但她依然认为,幻境外的大小姐,这一世状态还远没有差到现在这种地步。
大小姐是能够自控的,不会暴起伤人,也不会以强硬的态度去逼迫人做什麽。
……可如果真是这样,为什麽心魔劫里会出现妖魔态的大小姐?
一个念头骤然自岳听溪脑中闪过。
灰蛾。
死後的秦溯流与世界意识做了交易,得到了能够施展“隔绝”法术的灰蛾。
而根据蔺风轻先前的尝试与研究,这种特殊法术能够隔绝的,是一种“概念”。
如果按照这样的情况推下去,那麽幻境之外的秦溯流,便是通过灰蛾隔绝了那些会令她陷入疯狂的记忆!
一切忽然就说得通了,为什麽大小姐执着于要净魂丹,为什麽青玉山人一直气她们交往密切……
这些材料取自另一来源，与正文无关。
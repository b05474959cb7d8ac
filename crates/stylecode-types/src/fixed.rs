//! Fixed-point numbers.
//!
//! Lengths, percentages, angles and multipliers travel through the engine as
//! signed 22.10 fixed-point values (`1.0 == 1024`). Source text is converted
//! straight to fixed point, so no floating-point rounding ever reaches a
//! computed value.

use std::fmt;

use serde::{Serialize, Serializer};

/// Number of fractional bits.
pub const RADIX_POINT: u32 = 10;

/// Largest integer part representable without saturating.
const INT_LIMIT: i64 = 1 << (31 - RADIX_POINT);

/// Cap on fractional digits that contribute to the value.
const FRACTION_DIGIT_LIMIT: i64 = 1_000_000;

/// A signed fixed-point number with [`RADIX_POINT`] fractional bits.
#[derive(Debug, Clone, Copy, PartialEq, Eq, PartialOrd, Ord, Hash, Default)]
pub struct Fixed(i32);

impl Fixed {
    pub const ZERO: Fixed = Fixed(0);
    pub const ONE: Fixed = Fixed(1 << RADIX_POINT);
    pub const HUNDRED: Fixed = Fixed(100 << RADIX_POINT);

    /// Wrap a raw scaled integer.
    pub const fn from_raw(raw: i32) -> Self {
        Fixed(raw)
    }

    /// The raw scaled integer.
    pub const fn raw(self) -> i32 {
        self.0
    }

    /// Convert an integer, saturating at the representable range.
    pub fn from_int(value: i32) -> Self {
        saturate(i64::from(value) << RADIX_POINT)
    }

    /// Integer part, truncated toward zero.
    pub const fn to_int(self) -> i32 {
        self.0 / (1 << RADIX_POINT)
    }

    pub const fn is_negative(self) -> bool {
        self.0 < 0
    }

    /// Fixed-point product, saturating.
    pub fn mul(self, other: Fixed) -> Fixed {
        saturate((i64::from(self.0) * i64::from(other.0)) >> RADIX_POINT)
    }

    /// Fixed-point quotient, saturating. `None` on division by zero.
    pub fn div(self, other: Fixed) -> Option<Fixed> {
        if other.0 == 0 {
            return None;
        }
        Some(saturate((i64::from(self.0) << RADIX_POINT) / i64::from(other.0)))
    }
}

fn saturate(wide: i64) -> Fixed {
    Fixed(wide.clamp(i64::from(i32::MIN), i64::from(i32::MAX)) as i32)
}

/// Parse the leading number in `text`.
///
/// Accepts an optional sign, integer digits and (unless `int_only`) a
/// fraction. Returns the value and the number of bytes consumed; a consumed
/// count of zero means no number was present. Magnitudes beyond the
/// representable range saturate.
pub fn number_from_str(text: &str, int_only: bool) -> (Fixed, usize) {
    let bytes = text.as_bytes();
    let mut pos = 0;
    let mut negative = false;

    if let Some(&sign @ (b'+' | b'-')) = bytes.first() {
        negative = sign == b'-';
        pos = 1;
    }

    let mut intpart: i64 = 0;
    let mut digits = 0;
    while let Some(d) = bytes.get(pos).filter(|b| b.is_ascii_digit()) {
        intpart = (intpart * 10 + i64::from(d - b'0')).min(INT_LIMIT);
        digits += 1;
        pos += 1;
    }

    let mut fracpart: i64 = 0;
    let mut pwr: i64 = 1;
    if !int_only
        && bytes.get(pos) == Some(&b'.')
        && bytes.get(pos + 1).is_some_and(u8::is_ascii_digit)
    {
        pos += 1;
        while let Some(d) = bytes.get(pos).filter(|b| b.is_ascii_digit()) {
            if pwr < FRACTION_DIGIT_LIMIT {
                fracpart = fracpart * 10 + i64::from(d - b'0');
                pwr *= 10;
            }
            digits += 1;
            pos += 1;
        }
    }

    if digits == 0 {
        return (Fixed::ZERO, 0);
    }

    let magnitude = if intpart >= INT_LIMIT {
        i64::from(i32::MAX)
    } else {
        (intpart << RADIX_POINT) + (fracpart << RADIX_POINT) / pwr
    };
    let value = if negative { -magnitude } else { magnitude };
    (saturate(value), pos)
}

impl fmt::Display for Fixed {
    fn fmt(&self, f: &mut fmt::Formatter<'_>) -> fmt::Result {
        let raw = i64::from(self.0);
        let magnitude = raw.abs();
        let int = magnitude >> RADIX_POINT;
        let frac = magnitude & ((1 << RADIX_POINT) - 1);
        // Three decimals, rounded to nearest; 1023/1024 still rounds to 999.
        let millis = (frac * 1000 + (1 << (RADIX_POINT - 1))) >> RADIX_POINT;

        if raw < 0 && (int != 0 || millis != 0) {
            f.write_str("-")?;
        }
        write!(f, "{int}")?;
        if millis != 0 {
            let digits = format!("{millis:03}");
            write!(f, ".{}", digits.trim_end_matches('0'))?;
        }
        Ok(())
    }
}

impl Serialize for Fixed {
    fn serialize<S: Serializer>(&self, serializer: S) -> Result<S::Ok, S::Error> {
        serializer.collect_str(self)
    }
}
试想,一旦某天灰蛾无法发挥作用,或是交易解除,灰蛾的庇护也随之消失,蔺风轻只会回到原本那病恹恹的状态,可秦溯流到时候就会变成现在这样!
秦溯流……是不是在向她求助呢?
她信不过旁人,而旁人也不知她是重生者,更担心青玉山人会利用此次机会直接抹杀自身存在,心中人选便只剩下了她——同样从那个世界丶那个时间回来的故人。
自己本就是她的恩人,亦是最有资格杀她的仇敌,但同时也是最了解她变作如今这般模样缘由的人。
可自己也从未尝试过剥离神魂之中肮脏的部分,甚至连相关典籍都不曾接触,真的可以帮上大小姐的忙吗?
将匕首放得老远,岳听溪把人抱在怀中,用净污咒一点一点为她除去身上丶发上与衣上的血。
“我该怎麽做?”她问,“要怎麽进入你的神魂?又该怎麽抹消那些记忆?”
“……我不知道。”秦溯流却喃喃,“但是,你可以进来。”
不等岳听溪再开口,秦溯流便搭上她的肩膀,与她眉心相触。
——岳听溪只觉自己好像坠入了一方漆黑深渊。
这里又空又冷,唯有血腥味挥之不去。
森森白骨堆砌,残肢碎颅随处可见,令人作呕。
经过它们时,岳听溪听见了无数污言秽语。
有妖魔最喜欢的话题,食修士血肉丶冲破封印丶弄脏整个世界。
亦听到零碎情报混在恶心话之中:妖魔界势力划分丶某位妖尊通过特殊秘境与人界通幽师做的交易丶释放八大妖山昔日封印的大妖魔……
她忽然止步。
“要我说,溪山那位祖宗真该早点放出来!当年掀起天下妖祸时,便是她化出巨蛇法相,霎那间吞了十座城的修士!若非那该死的金眼女人使一杆天平将她镇压,我们也不至于被封印到这劳什子地界!”
……溪山“祖宗”?巨蛇法相?
她久违地想起了《世事书》的记载。
青旭宗掌门用她的妖丹打开了溪山的封印,暗中放出数千年前祸害世间,吞吃人丶妖两族的大妖魔。
看来此妖魔也在妖魔界大有名气,可为什麽打开溪山封印的“钥匙”,会是她的妖丹?
而那名使天平的金眼女人……莫非是当时的救世天平?
若当真如此,这神器所做之事确实当得上“救世”二字。
岳听溪一边尽可能保持冷静地思索着,一边继续往前走。
她如今的神魂强度,已经能够在听取记忆的同时将它们的影响过滤,并且尽快牢记其中有效的内容。